Abstract Extracellular vesicle-derived DNA (evDNA) encapsulates the complete genome and mutational status of cells; however, whether cancer cell-derived evDNA mirrors the epigenetic features of parental genomic DNA remains uncertain. This study aimed to assess and compare the DNA methylation patterns of evDNA from cancer cell lines and primary cancer tissues with those of the nuclear genomic DNA. We isolated evDNA secreted by two cancer cell lines (HCT116 and MDA-MB-231) from various subcellular compartments, including the nucleus and cytoplasm. Additionally, we obtained evDNA and nuclear DNA (nDNA) from the primary cancer tissues of two patients. We conducted a comprehensive genome-wide DNA methylation analysis using the Infinium Methylation EPIC BeadChip, examining > 850,000 CpG sites. Remarkable similarities were observed between the methylation patterns of evDNA and nDNA in cancer cell lines.
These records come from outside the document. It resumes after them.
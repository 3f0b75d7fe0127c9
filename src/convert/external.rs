//! Conversion through an external tool (pandoc) run as a subprocess.
//!
//! The tool is untrusted: it runs under a timeout, writes to a temporary
//! file next to the destination, and its output is checked before it is
//! renamed into place.

use super::{ConversionJob, DocumentConverter, ExternalToolOptions};
use crate::detect::{is_docx_bytes, DocFormat};
use crate::error::{Diagnostic, Error, Result};
use std::ffi::OsString;
use std::fs;
use std::io::{self, Read, Seek, SeekFrom};
use std::path::{Path, PathBuf};
use std::process::{Child, Command, ExitStatus, Stdio};
use std::thread;
use std::time::{Duration, Instant};

const POLL_INTERVAL: Duration = Duration::from_millis(50);

/// Longest stderr excerpt carried in an error message.
const STDERR_LIMIT: usize = 2000;

/// Converter that shells out to pandoc.
#[derive(Debug, Clone)]
pub struct PandocConverter {
    program: PathBuf,
    timeout: Duration,
}

impl PandocConverter {
    /// Create a converter running `program`.
    pub fn new(program: impl Into<PathBuf>, timeout: Duration) -> Self {
        Self {
            program: program.into(),
            timeout,
        }
    }

    /// Locate the tool: the configured program, or `pandoc` on `PATH`.
    pub fn discover(options: &ExternalToolOptions) -> Result<Self> {
        if let Some(program) = &options.program {
            return Ok(Self::new(program, options.timeout));
        }
        Self::find_on_path().map(|program| Self::new(program, options.timeout))
    }

    #[cfg(feature = "external-tool")]
    fn find_on_path() -> Result<PathBuf> {
        which::which("pandoc").map_err(|e| {
            Error::ExternalToolUnavailable(format!("pandoc not found on PATH: {}", e))
        })
    }

    #[cfg(not(feature = "external-tool"))]
    fn find_on_path() -> Result<PathBuf> {
        Err(Error::ExternalToolUnavailable(
            "no program configured and PATH lookup is disabled".to_string(),
        ))
    }

    /// Program this converter runs.
    pub fn program(&self) -> &Path {
        &self.program
    }

    fn command(&self, job: &ConversionJob, output: &Path) -> Command {
        let mut cmd = Command::new(&self.program);
        cmd.arg(&job.input)
            .arg("-f")
            .arg(job.source.tool_name())
            .arg("-t")
            .arg(match job.target {
                DocFormat::Markdown => "gfm",
                DocFormat::Docx => "docx",
            })
            .arg("-o")
            .arg(output);

        if !job.resource_dirs.is_empty() {
            if let Ok(joined) = std::env::join_paths(&job.resource_dirs) {
                let mut arg = OsString::from("--resource-path=");
                arg.push(joined);
                cmd.arg(arg);
            }
        }
        if job.target == DocFormat::Markdown {
            if let Some(media) = &job.media_dir {
                let mut arg = OsString::from("--extract-media=");
                arg.push(media.root());
                cmd.arg(arg);
            }
        }
        if let Some(dir) = &job.working_dir {
            cmd.current_dir(dir);
        }
        cmd
    }

    fn wait(&self, child: &mut Child) -> Result<ExitStatus> {
        let started = Instant::now();
        loop {
            if let Some(status) = child.try_wait()? {
                return Ok(status);
            }
            if started.elapsed() >= self.timeout {
                // Already exited between the poll and the kill is fine
                let _ = child.kill();
                let _ = child.wait();
                return Err(Error::ExternalToolFailed(format!(
                    "{} timed out after {:?}",
                    self.program.display(),
                    self.timeout
                )));
            }
            thread::sleep(POLL_INTERVAL);
        }
    }
}

fn read_stderr(file: &mut fs::File) -> String {
    let mut text = String::new();
    if file.seek(SeekFrom::Start(0)).is_ok() {
        let _ = file.read_to_string(&mut text);
    }
    let mut text = text.trim().to_string();
    if text.len() > STDERR_LIMIT {
        let mut cut = STDERR_LIMIT;
        while !text.is_char_boundary(cut) {
            cut -= 1;
        }
        text.truncate(cut);
    }
    text
}

fn validate(target: DocFormat, data: &[u8]) -> Result<()> {
    let ok = match target {
        DocFormat::Docx => is_docx_bytes(data),
        DocFormat::Markdown => std::str::from_utf8(data).is_ok(),
    };
    if ok {
        Ok(())
    } else {
        Err(Error::ExternalToolFailed(format!(
            "output is not a valid {} file",
            target
        )))
    }
}

impl DocumentConverter for PandocConverter {
    fn name(&self) -> &str {
        "pandoc"
    }

    fn supports(&self, source: DocFormat, target: DocFormat) -> bool {
        source != target
    }

    fn convert(&self, job: &ConversionJob) -> Result<Vec<Diagnostic>> {
        let dir = match job.output.parent() {
            Some(parent) if !parent.as_os_str().is_empty() => parent.to_path_buf(),
            _ => PathBuf::from("."),
        };
        fs::create_dir_all(&dir).map_err(|e| Error::persistence(&dir, e))?;

        let tmp = tempfile::Builder::new()
            .prefix(".mdocx-")
            .suffix(&format!(".{}", job.target.extension()))
            .tempfile_in(&dir)
            .map_err(|e| Error::persistence(&job.output, e))?;
        let mut stderr = tempfile::tempfile()?;

        log::debug!(
            "running {} on {} -> {}",
            self.program.display(),
            job.input.display(),
            job.target
        );
        let mut child = self
            .command(job, tmp.path())
            .stdin(Stdio::null())
            .stdout(Stdio::null())
            .stderr(Stdio::from(stderr.try_clone()?))
            .spawn()
            .map_err(|e| match e.kind() {
                io::ErrorKind::NotFound | io::ErrorKind::PermissionDenied => {
                    Error::ExternalToolUnavailable(format!(
                        "cannot run {}: {}",
                        self.program.display(),
                        e
                    ))
                }
                _ => Error::ExternalToolFailed(format!(
                    "failed to start {}: {}",
                    self.program.display(),
                    e
                )),
            })?;

        let status = self.wait(&mut child)?;
        if !status.success() {
            let detail = read_stderr(&mut stderr);
            return Err(Error::ExternalToolFailed(if detail.is_empty() {
                format!("{} exited with {}", self.program.display(), status)
            } else {
                format!("{} exited with {}: {}", self.program.display(), status, detail)
            }));
        }

        let data = fs::read(tmp.path())?;
        validate(job.target, &data)?;
        tmp.persist(&job.output)
            .map_err(|e| Error::persistence(&job.output, e.error))?;
        Ok(Vec::new())
    }
}
//! Table types.

use super::run::{plain_text, TextRun};
use serde::{Deserialize, Serialize};

/// A table structure.
#[derive(Debug, Clone, Default, PartialEq, Eq, Serialize, Deserialize)]
pub struct Table {
    /// Rows in the table, the first one being the header
    pub rows: Vec<TableRow>,
}

impl Table {
    /// Create a new empty table.
    pub fn new() -> Self {
        Self { rows: Vec::new() }
    }

    /// Create a table from rows.
    pub fn with_rows(rows: Vec<TableRow>) -> Self {
        Self { rows }
    }

    /// Add a row to the table.
    pub fn add_row(&mut self, row: TableRow) {
        self.rows.push(row);
    }

    /// Get the number of rows.
    pub fn row_count(&self) -> usize {
        self.rows.len()
    }

    /// Get the number of columns (width of the widest row).
    pub fn column_count(&self) -> usize {
        self.rows.iter().map(|r| r.cells.len()).max().unwrap_or(0)
    }

    /// Check if the table is empty.
    pub fn is_empty(&self) -> bool {
        self.rows.is_empty()
    }

    /// Check that every row has the same cell count.
    pub fn is_rectangular(&self) -> bool {
        let width = self.column_count();
        self.rows.iter().all(|r| r.cells.len() == width)
    }

    /// Pad ragged rows with empty cells. Returns the number of cells added.
    pub fn pad_rows(&mut self) -> usize {
        let width = self.column_count();
        let mut added = 0;
        for row in &mut self.rows {
            while row.cells.len() < width {
                row.cells.push(TableCell::empty());
                added += 1;
            }
        }
        added
    }

    /// Get plain text representation of the table.
    pub fn plain_text(&self) -> String {
        self.rows
            .iter()
            .map(|row| row.plain_text())
            .collect::<Vec<_>>()
            .join("\n")
    }
}

/// A table row.
#[derive(Debug, Clone, Default, PartialEq, Eq, Serialize, Deserialize)]
pub struct TableRow {
    /// Cells in the row
    pub cells: Vec<TableCell>,
}

impl TableRow {
    /// Create a new row with cells.
    pub fn new(cells: Vec<TableCell>) -> Self {
        Self { cells }
    }

    /// Create a row from text values.
    pub fn from_strings<S: Into<String>>(values: impl IntoIterator<Item = S>) -> Self {
        Self::new(values.into_iter().map(TableCell::text).collect())
    }

    /// Get plain text representation.
    pub fn plain_text(&self) -> String {
        self.cells
            .iter()
            .map(|c| c.plain_text())
            .collect::<Vec<_>>()
            .join("\t")
    }
}

/// A table cell.
#[derive(Debug, Clone, Default, PartialEq, Eq, Serialize, Deserialize)]
pub struct TableCell {
    /// Cell content
    pub runs: Vec<TextRun>,
}

impl TableCell {
    /// Create a new cell with plain text content.
    pub fn text(text: impl Into<String>) -> Self {
        let text = text.into();
        if text.is_empty() {
            return Self::empty();
        }
        Self {
            runs: vec![TextRun::new(text)],
        }
    }

    /// Create a cell from styled runs.
    pub fn with_runs(runs: Vec<TextRun>) -> Self {
        Self { runs }
    }

    /// Create an empty cell.
    pub fn empty() -> Self {
        Self { runs: Vec::new() }
    }

    /// Get plain text content.
    pub fn plain_text(&self) -> String {
        plain_text(&self.runs)
    }

    /// Check if the cell is empty.
    pub fn is_empty(&self) -> bool {
        self.plain_text().trim().is_empty()
    }
}

#[cfg(test)]
mod tests {
    use super::*;

    #[test]
    fn test_table_new() {
        let table = Table::new();
        assert!(table.is_empty());
        assert_eq!(table.row_count(), 0);
        assert_eq!(table.column_count(), 0);
        assert!(table.is_rectangular());
    }

    #[test]
    fn test_table_with_data() {
        let mut table = Table::new();
        table.add_row(TableRow::from_strings(["Name", "Age"]));
        table.add_row(TableRow::from_strings(["Alice", "30"]));

        assert_eq!(table.row_count(), 2);
        assert_eq!(table.column_count(), 2);
        assert_eq!(table.plain_text(), "Name\tAge\nAlice\t30");
    }

    #[test]
    fn test_pad_rows() {
        let mut table = Table::with_rows(vec![
            TableRow::from_strings(["a", "b", "c"]),
            TableRow::from_strings(["1"]),
        ]);
        assert!(!table.is_rectangular());

        assert_eq!(table.pad_rows(), 2);
        assert!(table.is_rectangular());
        assert!(table.rows[1].cells[2].is_empty());
    }

    #[test]
    fn test_cell_text() {
        let cell = TableCell::text("Hello");
        assert_eq!(cell.plain_text(), "Hello");
        assert!(!cell.is_empty());
        assert!(TableCell::text("").runs.is_empty());
    }
}
#[cfg(test)]
mod tests {
    use super::*;

    const PNG: &[u8] = &[0x89, 0x50, 0x4E, 0x47, 0x0D, 0x0A, 0x1A, 0x0A, 0, 0, 0, 13];

    fn setup() -> (tempfile::TempDir, MediaDir) {
        let dir = tempfile::tempdir().unwrap();
        let media = MediaDir::new(dir.path().join("out/media"));
        (dir, media)
    }

    #[test]
    fn test_prefix() {
        let media = MediaDir::with_base("/tmp/doc/media", "/tmp/doc");
        assert_eq!(media.prefix(), "media");
        assert_eq!(media.written_path("a.png"), "media/a.png");

        let media = MediaDir::with_base("/tmp/doc", "/tmp/doc");
        assert_eq!(media.written_path("a.png"), "a.png");

        let media = MediaDir::with_base("/tmp/assets", "/tmp/doc");
        assert_eq!(media.prefix(), "../assets");
    }

    #[test]
    fn test_outside_file_is_copied_and_idempotent() {
        let (dir, media) = setup();
        let outside = dir.path().join("elsewhere/chart.png");
        fs::create_dir_all(outside.parent().unwrap()).unwrap();
        fs::write(&outside, PNG).unwrap();

        let mut doc = Document::from_blocks(vec![Block::image(outside.to_string_lossy())]);
        let report = normalize(&mut doc, &media).unwrap();
        assert_eq!(report.copied, 1);
        assert_eq!(report.rewritten, 1);
        assert_eq!(doc.images().next().unwrap().1.source, "media/chart.png");
        assert!(media.root().join("chart.png").is_file());

        let once = doc.clone();
        let report = normalize(&mut doc, &media).unwrap();
        assert_eq!(report.copied, 0);
        assert_eq!(report.rewritten, 0);
        assert_eq!(doc, once);
        assert_eq!(report.references.len(), 1);
    }

    #[test]
    fn test_name_collision() {
        let (dir, media) = setup();
        media.ensure().unwrap();
        fs::write(media.root().join("a.png"), b"GIF89a-other").unwrap();

        let outside = dir.path().join("a.png");
        fs::write(&outside, PNG).unwrap();
        let mut doc = Document::from_blocks(vec![
            Block::image(outside.to_string_lossy()),
            Block::image(outside.to_string_lossy()),
        ]);
        let report = normalize(&mut doc, &media).unwrap();

        let sources: Vec<&str> = doc.images().map(|(_, i)| i.source.as_str()).collect();
        assert!(sources[0].starts_with("media/a-"));
        assert!(sources[0].ends_with(".png"));
        assert_eq!(sources[0], sources[1]);
        assert_eq!(report.copied, 1);
        assert_eq!(fs::read(media.root().join("a.png")).unwrap(), b"GIF89a-other");
    }

    #[test]
    fn test_identical_content_is_reused() {
        let (dir, media) = setup();
        media.ensure().unwrap();
        fs::write(media.root().join("logo.png"), PNG).unwrap();
        let outside = dir.path().join("logo.png");
        fs::write(&outside, PNG).unwrap();

        let mut doc = Document::from_blocks(vec![Block::image(outside.to_string_lossy())]);
        let report = normalize(&mut doc, &media).unwrap();
        assert_eq!(report.copied, 0);
        assert_eq!(report.rewritten, 1);
        assert_eq!(doc.images().next().unwrap().1.source, "media/logo.png");
    }

    #[test]
    fn test_bare_name_in_media_dir() {
        let (_dir, media) = setup();
        media.ensure().unwrap();
        fs::write(media.root().join("photo.jpg"), [0xFF, 0xD8, 0xFF, 0xE0]).unwrap();

        let mut doc = Document::from_blocks(vec![Block::image("photo.jpg")]);
        let report = normalize(&mut doc, &media).unwrap();
        assert_eq!(report.rewritten, 1);
        assert_eq!(report.copied, 0);
        assert_eq!(doc.images().next().unwrap().1.source, "media/photo.jpg");
    }

    #[test]
    fn test_missing_remote_and_unsupported() {
        let (dir, media) = setup();
        let notes = dir.path().join("notes.txt");
        fs::write(&notes, "text").unwrap();

        let mut doc = Document::from_blocks(vec![
            Block::paragraph("intro"),
            Block::image("nowhere.png"),
            Block::image("https://example.com/a.png"),
            Block::image(notes.to_string_lossy()),
        ]);
        let before = doc.clone();
        let report = normalize(&mut doc, &media).unwrap();

        let kinds: Vec<(DiagnosticKind, Option<usize>)> =
            report.diagnostics.iter().map(|d| (d.kind, d.block)).collect();
        assert_eq!(
            kinds,
            vec![
                (DiagnosticKind::MediaMissing, Some(1)),
                (DiagnosticKind::MediaMissing, Some(2)),
                (DiagnosticKind::MediaUnsupported, Some(3)),
            ]
        );
        assert_eq!(doc, before);
    }

    #[test]
    fn test_fenced_image_syntax_untouched() {
        let (_dir, media) = setup();
        media.ensure().unwrap();
        fs::write(media.root().join("fig.png"), PNG).unwrap();

        let text = "![F](fig.png)\n\n```md\n![F](fig.png)\n```\n";
        let mut doc = parse_markdown(text);
        let (updated, report) = normalize_markdown(text, &mut doc, &media).unwrap();
        assert_eq!(report.rewritten, 1);
        assert_eq!(
            updated,
            "![F](media/fig.png)\n\n```md\n![F](fig.png)\n```\n"
        );
    }

    #[cfg(unix)]
    #[test]
    fn test_unreadable_image_is_reported() {
        use std::os::unix::fs::PermissionsExt;

        let (dir, media) = setup();
        let locked = dir.path().join("locked.png");
        fs::write(&locked, PNG).unwrap();
        fs::set_permissions(&locked, fs::Permissions::from_mode(0o000)).unwrap();
        if fs::read(&locked).is_ok() {
            // Permission bits do not bind this user (root).
            return;
        }

        let mut doc = Document::from_blocks(vec![
            Block::image(locked.to_string_lossy()),
            Block::paragraph("after"),
        ]);
        let report = normalize(&mut doc, &media).unwrap();
        assert_eq!(report.diagnostics.len(), 1);
        assert_eq!(report.diagnostics[0].kind, DiagnosticKind::MediaMissing);
        assert!(report.diagnostics[0].message.contains("unreadable"));
        assert_eq!(report.copied, 0);
    }

    #[test]
    fn test_store_media_bytes() {
        let (_dir, media) = setup();
        let first = store_media_bytes(&media, "image1.png", PNG).unwrap();
        let again = store_media_bytes(&media, "image1.png", PNG).unwrap();
        assert_eq!(first, "media/image1.png");
        assert_eq!(first, again);
        assert_eq!(fs::read_dir(media.root()).unwrap().count(), 1);
    }

    #[test]
    fn test_normalize_markdown_file() {
        let (dir, media) = setup();
        media.ensure().unwrap();
        fs::write(media.root().join("fig.png"), PNG).unwrap();

        let path = dir.path().join("out/doc.md");
        let text = "# Doc\n\nSome *text*.\n\n![Figure](fig.png)\n\n![Gone](gone.png)\n";
        fs::write(&path, text).unwrap();

        let report = normalize_markdown_file(&path, &media).unwrap();
        assert_eq!(report.rewritten, 1);
        assert_eq!(report.diagnostics.len(), 1);
        assert_eq!(
            fs::read_to_string(&path).unwrap(),
            "# Doc\n\nSome *text*.\n\n![Figure](media/fig.png)\n\n![Gone](gone.png)\n"
        );

        let report = normalize_markdown_file(&path, &media).unwrap();
        assert!(!report.changed());
    }
}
This concordance extended to clinical cancer tissue samples, showcasing the potential utility of evDNA methylation patterns in deducing cellular origin within heterogeneous populations through methylation-based deconvolution. The observed concordance underscores the utility of evDNA as a noninvasive surrogate marker for discerning tissue origin, particularly in cancerous tissues. This finding enhances our understanding of cellular origins and would help in developing innovative diagnostic and therapeutic strategies for cancer.